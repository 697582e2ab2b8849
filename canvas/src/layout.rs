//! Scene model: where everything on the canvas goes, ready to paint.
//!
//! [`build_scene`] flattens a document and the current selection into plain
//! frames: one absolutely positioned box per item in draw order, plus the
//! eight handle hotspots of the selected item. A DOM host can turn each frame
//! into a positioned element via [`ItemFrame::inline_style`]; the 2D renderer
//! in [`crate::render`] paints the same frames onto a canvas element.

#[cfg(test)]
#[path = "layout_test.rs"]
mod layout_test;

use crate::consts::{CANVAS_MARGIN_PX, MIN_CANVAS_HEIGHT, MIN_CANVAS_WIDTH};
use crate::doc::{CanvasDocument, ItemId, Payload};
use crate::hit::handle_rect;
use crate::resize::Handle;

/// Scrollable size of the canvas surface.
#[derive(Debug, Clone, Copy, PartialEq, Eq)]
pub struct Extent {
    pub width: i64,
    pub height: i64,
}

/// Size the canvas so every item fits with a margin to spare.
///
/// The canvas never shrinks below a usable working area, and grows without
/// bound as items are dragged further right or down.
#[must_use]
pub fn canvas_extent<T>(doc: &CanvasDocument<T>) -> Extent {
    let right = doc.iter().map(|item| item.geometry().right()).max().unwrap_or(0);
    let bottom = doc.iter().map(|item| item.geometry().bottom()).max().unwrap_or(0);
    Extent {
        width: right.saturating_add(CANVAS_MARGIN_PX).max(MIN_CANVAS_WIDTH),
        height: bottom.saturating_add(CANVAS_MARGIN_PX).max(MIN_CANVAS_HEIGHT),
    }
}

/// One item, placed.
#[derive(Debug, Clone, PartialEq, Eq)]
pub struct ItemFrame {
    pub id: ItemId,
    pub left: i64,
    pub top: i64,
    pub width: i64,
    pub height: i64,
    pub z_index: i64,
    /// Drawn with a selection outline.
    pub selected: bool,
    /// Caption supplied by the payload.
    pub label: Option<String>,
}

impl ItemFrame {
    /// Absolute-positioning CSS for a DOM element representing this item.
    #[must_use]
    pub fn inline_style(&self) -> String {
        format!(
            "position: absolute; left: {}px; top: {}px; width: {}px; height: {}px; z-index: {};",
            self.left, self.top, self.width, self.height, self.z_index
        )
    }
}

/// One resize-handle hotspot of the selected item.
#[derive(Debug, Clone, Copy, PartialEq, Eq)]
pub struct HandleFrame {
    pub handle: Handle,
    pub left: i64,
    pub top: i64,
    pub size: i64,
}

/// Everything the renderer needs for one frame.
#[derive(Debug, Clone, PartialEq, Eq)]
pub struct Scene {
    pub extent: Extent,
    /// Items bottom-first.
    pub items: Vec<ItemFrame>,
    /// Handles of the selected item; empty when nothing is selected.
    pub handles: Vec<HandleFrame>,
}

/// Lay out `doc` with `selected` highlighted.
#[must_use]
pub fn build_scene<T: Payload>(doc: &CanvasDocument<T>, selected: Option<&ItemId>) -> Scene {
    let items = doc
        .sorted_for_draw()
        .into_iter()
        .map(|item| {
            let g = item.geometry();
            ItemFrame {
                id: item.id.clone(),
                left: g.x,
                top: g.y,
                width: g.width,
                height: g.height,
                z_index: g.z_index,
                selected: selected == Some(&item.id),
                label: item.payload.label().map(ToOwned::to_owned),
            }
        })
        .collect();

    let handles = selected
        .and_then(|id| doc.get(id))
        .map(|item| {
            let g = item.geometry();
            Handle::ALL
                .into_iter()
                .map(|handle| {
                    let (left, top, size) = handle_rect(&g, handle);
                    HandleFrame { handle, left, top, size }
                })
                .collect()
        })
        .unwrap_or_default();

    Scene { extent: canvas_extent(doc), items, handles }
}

★ ★ ★

*WHAT TO PRODUCE:*
Restate the listing exactly, starting at its first line and ending at the line where "turn each frame" occurs; include both and no other lines.

*EXERCISE RESULT:*
repository 697582e2ab2b8849
filename canvas/src/layout.rs
//! Scene model: where everything on the canvas goes, ready to paint.
//!
//! [`build_scene`] flattens a document and the current selection into plain
//! frames: one absolutely positioned box per item in draw order, plus the
//! eight handle hotspots of the selected item. A DOM host can turn each frame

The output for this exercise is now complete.